In terms of layer blending with the brushed layers, it depends. In some situations I would use, for instance, an overlay layer or something like it to get the kind of colors and vibrancy I needed. It's really more a matter of experimenting with what works for you than me telling you what works since how I handle the brush may change my outcome versus your own methods. :)

And in terms of working the mountains, I found it best to be very gentle with the brush to create really soft and nearly transparent forms. If I glopped down too much color it would often look like complete crap and would need to go back at it again with the erase+brush combo.

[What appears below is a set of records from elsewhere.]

//! Master cylinder housing and the piston the pedal pushes.

use super::palette;
use crate::render::draw::Canvas;

/// Piston travel at full pedal, in pixels.
pub const PISTON_TRAVEL: f32 = 20.0;

/// Left edge of the piston for a pedal position.
pub fn piston_x(pedal: f32) -> f32 {
    120.0 + pedal * PISTON_TRAVEL
}

pub fn draw(canvas: &mut Canvas, pedal: f32) {
    canvas.rect(120.0, 470.0, 60.0, 30.0, palette::CYLINDER);

    let x = piston_x(pedal);
    canvas.rect(x + 2.0, 478.0, 10.0, 14.0, palette::PISTON_BODY);
    canvas.circle(x + 12.0, 485.0, 5.0, palette::PISTON_TIP, 16);
    canvas.circle(x + 7.0, 485.0, 3.0, palette::PISTON_RING, 12);
}

#[cfg(test)]
mod tests {
    use super::*;

    #[test]
    fn piston_follows_the_pedal() {
        assert_eq!(piston_x(0.0), 120.0);
        assert_eq!(piston_x(1.0), 140.0);
    }
}
//! 5x7 bitmap text for the overlay labels.
//!
//! Overlay text is drawn through the same triangle pipeline as the scene:
//! each lit glyph pixel becomes one small square. This keeps the renderer to
//! a single shader and avoids loading a font at runtime.
//!
//! ```
//! use glam::Vec2;
//! use hydrabrake_engine::render::text::TextRenderer;
//!
//! let text = TextRenderer::new();
//! let pixels = text.glyph_pixels("Disc", Vec2::new(130.0, 160.0), 2.0);
//! assert!(!pixels.is_empty());
//! assert_eq!(text.text_width("Disc", 2.0), 46.0);
//! ```

use std::collections::HashMap;

use glam::Vec2;

/// Glyph cell width in glyph pixels.
pub const GLYPH_WIDTH: usize = 5;

/// Glyph cell height in glyph pixels.
pub const GLYPH_HEIGHT: usize = 7;

/// Horizontal advance per character in glyph pixels (cell plus one gap).
pub const GLYPH_ADVANCE: usize = GLYPH_WIDTH + 1;

/// Row-encoded glyphs. Bit 4 is the leftmost column, bit 0 the rightmost.
const GLYPH_ROWS: &[(char, [u8; GLYPH_HEIGHT])] = &[
    ('0', [0b01110, 0b10001, 0b10011, 0b10101, 0b11001, 0b10001, 0b01110]),
    ('1', [0b00100, 0b01100, 0b00100, 0b00100, 0b00100, 0b00100, 0b01110]),
    ('2', [0b01110, 0b10001, 0b00001, 0b00010, 0b00100, 0b01000, 0b11111]),
    ('3', [0b11111, 0b00010, 0b00100, 0b00010, 0b00001, 0b10001, 0b01110]),
    ('4', [0b00010, 0b00110, 0b01010, 0b10010, 0b11111, 0b00010, 0b00010]),
    ('5', [0b11111, 0b10000, 0b11110, 0b00001, 0b00001, 0b10001, 0b01110]),
    ('6', [0b00110, 0b01000, 0b10000, 0b11110, 0b10001, 0b10001, 0b01110]),
    ('7', [0b11111, 0b00001, 0b00010, 0b00100, 0b01000, 0b01000, 0b01000]),
    ('8', [0b01110, 0b10001, 0b10001, 0b01110, 0b10001, 0b10001, 0b01110]),
    ('9', [0b01110, 0b10001, 0b10001, 0b01111, 0b00001, 0b00010, 0b01100]),
    ('A', [0b01110, 0b10001, 0b10001, 0b11111, 0b10001, 0b10001, 0b10001]),
    ('B', [0b11110, 0b10001, 0b10001, 0b11110, 0b10001, 0b10001, 0b11110]),
    ('C', [0b01110, 0b10001, 0b10000, 0b10000, 0b10000, 0b10001, 0b01110]),
    ('D', [0b11100, 0b10010, 0b10001, 0b10001, 0b10001, 0b10010, 0b11100]),
    ('E', [0b11111, 0b10000, 0b10000, 0b11110, 0b10000, 0b10000, 0b11111]),
    ('F', [0b11111, 0b10000, 0b10000, 0b11110, 0b10000, 0b10000, 0b10000]),
    ('G', [0b01110, 0b10001, 0b10000, 0b10111, 0b10001, 0b10001, 0b01111]),
    ('H', [0b10001, 0b10001, 0b10001, 0b11111, 0b10001, 0b10001, 0b10001]),
    ('I', [0b01110, 0b00100, 0b00100, 0b00100, 0b00100, 0b00100, 0b01110]),
    ('J', [0b00111, 0b00010, 0b00010, 0b00010, 0b00010, 0b10010, 0b01100]),
    ('K', [0b10001, 0b10010, 0b10100, 0b11000, 0b10100, 0b10010, 0b10001]),
    ('L', [0b10000, 0b10000, 0b10000, 0b10000, 0b10000, 0b10000, 0b11111]),
    ('M', [0b10001, 0b11011, 0b10101, 0b10101, 0b10001, 0b10001, 0b10001]),
    ('N', [0b10001, 0b11001, 0b10101, 0b10011, 0b10001, 0b10001, 0b10001]),
    ('O', [0b01110, 0b10001, 0b10001, 0b10001, 0b10001, 0b10001, 0b01110]),
    ('P', [0b11110, 0b10001, 0b10001, 0b11110, 0b10000, 0b10000, 0b10000]),
    ('Q', [0b01110, 0b10001, 0b10001, 0b10001, 0b10101, 0b10010, 0b01101]),
    ('R', [0b11110, 0b10001, 0b10001, 0b11110, 0b10100, 0b10010, 0b10001]),
    ('S', [0b01111, 0b10000, 0b10000, 0b01110, 0b00001, 0b00001, 0b11110]),
    ('T', [0b11111, 0b00100, 0b00100, 0b00100, 0b00100, 0b00100, 0b00100]),
    ('U', [0b10001, 0b10001, 0b10001, 0b10001, 0b10001, 0b10001, 0b01110]),
    ('V', [0b10001, 0b10001, 0b10001, 0b10001, 0b10001, 0b01010, 0b00100]),
    ('W', [0b10001, 0b10001, 0b10001, 0b10101, 0b10101, 0b10101, 0b01010]),
    ('X', [0b10001, 0b10001, 0b01010, 0b00100, 0b01010, 0b10001, 0b10001]),
    ('Y', [0b10001, 0b10001, 0b01010, 0b00100, 0b00100, 0b00100, 0b00100]),
    ('Z', [0b11111, 0b00001, 0b00010, 0b00100, 0b01000, 0b10000, 0b11111]),
    ('a', [0b00000, 0b00000, 0b01110, 0b00001, 0b01111, 0b10001, 0b01111]),
    ('b', [0b10000, 0b10000, 0b10110, 0b11001, 0b10001, 0b10001, 0b11110]),
    ('c', [0b00000, 0b00000, 0b01110, 0b10000, 0b10000, 0b10001, 0b01110]),
    ('d', [0b00001, 0b00001, 0b01101, 0b10011, 0b10001, 0b10001, 0b01111]),
    ('e', [0b00000, 0b00000, 0b01110, 0b10001, 0b11111, 0b10000, 0b01110]),
    ('f', [0b00110, 0b01001, 0b01000, 0b11100, 0b01000, 0b01000, 0b01000]),
    ('g', [0b00000, 0b01111, 0b10001, 0b10001, 0b01111, 0b00001, 0b01110]),
    ('h', [0b10000, 0b10000, 0b10110, 0b11001, 0b10001, 0b10001, 0b10001]),
    ('i', [0b00100, 0b00000, 0b01100, 0b00100, 0b00100, 0b00100, 0b01110]),
    ('j', [0b00010, 0b00000, 0b00110, 0b00010, 0b00010, 0b10010, 0b01100]),
    ('k', [0b10000, 0b10000, 0b10010, 0b10100, 0b11000, 0b10100, 0b10010]),
    ('l', [0b01100, 0b00100, 0b00100, 0b00100, 0b00100, 0b00100, 0b01110]),
    ('m', [0b00000, 0b00000, 0b11010, 0b10101, 0b10101, 0b10001, 0b10001]),
    ('n', [0b00000, 0b00000, 0b10110, 0b11001, 0b10001, 0b10001, 0b10001]),
    ('o', [0b00000, 0b00000, 0b01110, 0b10001, 0b10001, 0b10001, 0b01110]),
    ('p', [0b00000, 0b00000, 0b11110, 0b10001, 0b11110, 0b10000, 0b10000]),
    ('q', [0b00000, 0b00000, 0b01101, 0b10011, 0b01111, 0b00001, 0b00001]),
    ('r', [0b00000, 0b00000, 0b10110, 0b11001, 0b10000, 0b10000, 0b10000]),
    ('s', [0b00000, 0b00000, 0b01110, 0b10000, 0b01110, 0b00001, 0b11110]),
    ('t', [0b01000, 0b01000, 0b11100, 0b01000, 0b01000, 0b01001, 0b00110]),
    ('u', [0b00000, 0b00000, 0b10001, 0b10001, 0b10001, 0b10011, 0b01101]),
    ('v', [0b00000, 0b00000, 0b10001, 0b10001, 0b10001, 0b01010, 0b00100]),
    ('w', [0b00000, 0b00000, 0b10001, 0b10001, 0b10101, 0b10101, 0b01010]),
    ('x', [0b00000, 0b00000, 0b10001, 0b01010, 0b00100, 0b01010, 0b10001]),
    ('y', [0b00000, 0b00000, 0b10001, 0b10001, 0b01111, 0b00001, 0b01110]),
    ('z', [0b00000, 0b00000, 0b11111, 0b00010, 0b00100, 0b01000, 0b11111]),
    (' ', [0b00000, 0b00000, 0b00000, 0b00000, 0b00000, 0b00000, 0b00000]),
    ('.', [0b00000, 0b00000, 0b00000, 0b00000, 0b00000, 0b01100, 0b01100]),
    (',', [0b00000, 0b00000, 0b00000, 0b00000, 0b01100, 0b00100, 0b01000]),
    ('\'', [0b00100, 0b00100, 0b01000, 0b00000, 0b00000, 0b00000, 0b00000]),
    (':', [0b00000, 0b01100, 0b01100, 0b00000, 0b01100, 0b01100, 0b00000]),
    (';', [0b00000, 0b01100, 0b01100, 0b00000, 0b01100, 0b00100, 0b01000]),
    ('!', [0b00100, 0b00100, 0b00100, 0b00100, 0b00100, 0b00000, 0b00100]),
    ('?', [0b01110, 0b10001, 0b00001, 0b00010, 0b00100, 0b00000, 0b00100]),
    ('-', [0b00000, 0b00000, 0b00000, 0b11111, 0b00000, 0b00000, 0b00000]),
    ('+', [0b00000, 0b00100, 0b00100, 0b11111, 0b00100, 0b00100, 0b00000]),
    ('=', [0b00000, 0b00000, 0b11111, 0b00000, 0b11111, 0b00000, 0b00000]),
    ('/', [0b00001, 0b00010, 0b00010, 0b00100, 0b01000, 0b01000, 0b10000]),
    ('(', [0b00010, 0b00100, 0b01000, 0b01000, 0b01000, 0b00100, 0b00010]),
    (')', [0b01000, 0b00100, 0b00010, 0b00010, 0b00010, 0b00100, 0b01000]),
    ('[', [0b01110, 0b01000, 0b01000, 0b01000, 0b01000, 0b01000, 0b01110]),
    (']', [0b01110, 0b00010, 0b00010, 0b00010, 0b00010, 0b00010, 0b01110]),
    ('_', [0b00000, 0b00000, 0b00000, 0b00000, 0b00000, 0b00000, 0b11111]),
    ('#', [0b01010, 0b01010, 0b11111, 0b01010, 0b11111, 0b01010, 0b01010]),
    ('%', [0b11001, 0b11010, 0b00010, 0b00100, 0b01000, 0b01011, 0b10011]),
];

/// A decoded glyph: rows top to bottom, columns left to right.
pub type Glyph = [[bool; GLYPH_WIDTH]; GLYPH_HEIGHT];

/// Lays out strings as lit glyph pixels.
///
/// No kerning, no anti-aliasing. Characters without a glyph are skipped but
/// still advance the pen, so a missing glyph leaves a gap rather than
/// shifting the rest of the label.
pub struct TextRenderer {
    glyphs: HashMap<char, Glyph>,
}

impl TextRenderer {
    /// Decode the built-in glyph table.
    pub fn new() -> Self {
        let glyphs = GLYPH_ROWS
            .iter()
            .map(|&(ch, rows)| {
                let mut glyph = [[false; GLYPH_WIDTH]; GLYPH_HEIGHT];
                for (row, bits) in glyph.iter_mut().zip(rows) {
                    for (col, lit) in row.iter_mut().enumerate() {
                        *lit = (bits >> (GLYPH_WIDTH - 1 - col)) & 1 == 1;
                    }
                }
                (ch, glyph)
            })
            .collect();
        Self { glyphs }
    }

    /// The decoded glyph for `ch`, if the table has one.
    pub fn glyph(&self, ch: char) -> Option<&Glyph> {
        self.glyphs.get(&ch)
    }

    /// Top-left corners of every lit pixel of `text`.
    ///
    /// `origin` is the top-left corner of the first character and `scale`
    /// is the side length of one glyph pixel; each returned square is
    /// `scale x scale`.
    pub fn glyph_pixels(&self, text: &str, origin: Vec2, scale: f32) -> Vec<Vec2> {
        let mut pixels = Vec::new();
        for (index, ch) in text.chars().enumerate() {
            let Some(glyph) = self.glyphs.get(&ch) else {
                continue;
            };
            let pen_x = origin.x + (index * GLYPH_ADVANCE) as f32 * scale;
            for (row, cols) in glyph.iter().enumerate() {
                for (col, &lit) in cols.iter().enumerate() {
                    if lit {
                        pixels.push(Vec2::new(
                            pen_x + col as f32 * scale,
                            origin.y + row as f32 * scale,
                        ));
                    }
                }
            }
        }
        pixels
    }

    /// Width of `text` in canvas units. The last character has no trailing gap.
    pub fn text_width(&self, text: &str, scale: f32) -> f32 {
        match text.chars().count() {
            0 => 0.0,
            len => (len * GLYPH_ADVANCE - 1) as f32 * scale,
        }
    }

    /// Height of a single line in canvas units.
    pub fn text_height(&self, scale: f32) -> f32 {
        GLYPH_HEIGHT as f32 * scale
    }
}

impl Default for TextRenderer {
    fn default() -> Self {
        Self::new()
    }
}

Feel free to ask more questions if you have them. :)

08-11-2009, 09:11 PM
What Nagel series was the brush from?


08-12-2009, 10:39 AM
Crud. I just spent the past 45 minutes digging up the number - unfortunately I don't have it. :( It came from one of the dirty packs, I know, but I couldn't seem to find it...

08-12-2009, 01:56 PM
Yea i have been searching for his brushes but all i have been able to find are the skin and fur brushes. I 'll have to play around and see if I can create something. Would you just take and existing brush and modify the properties or create a custom shape and define it as a brush?

Thanks for the help!

08-12-2009, 04:43 PM
If possible I'd like to see the map after brushing but before the burn and dodge brushing.


08-13-2009, 07:34 PM
Well I downloaded a whole crap load of Nagel brushes, but rather than go through every one of them I just grabbed the image you posted of the modified one and created a brush from that. Its only 472 pixels and probably blurrier than the original, but it is one awesome brush once you play with the settings. I forgot how much I enjoy using brushes in Photoshop. I'll hopefully post something soon using the various techniques I have picked up here.

Thanks again.

BTW are in anyway related to Hartley Peavey/Peavey Electronics?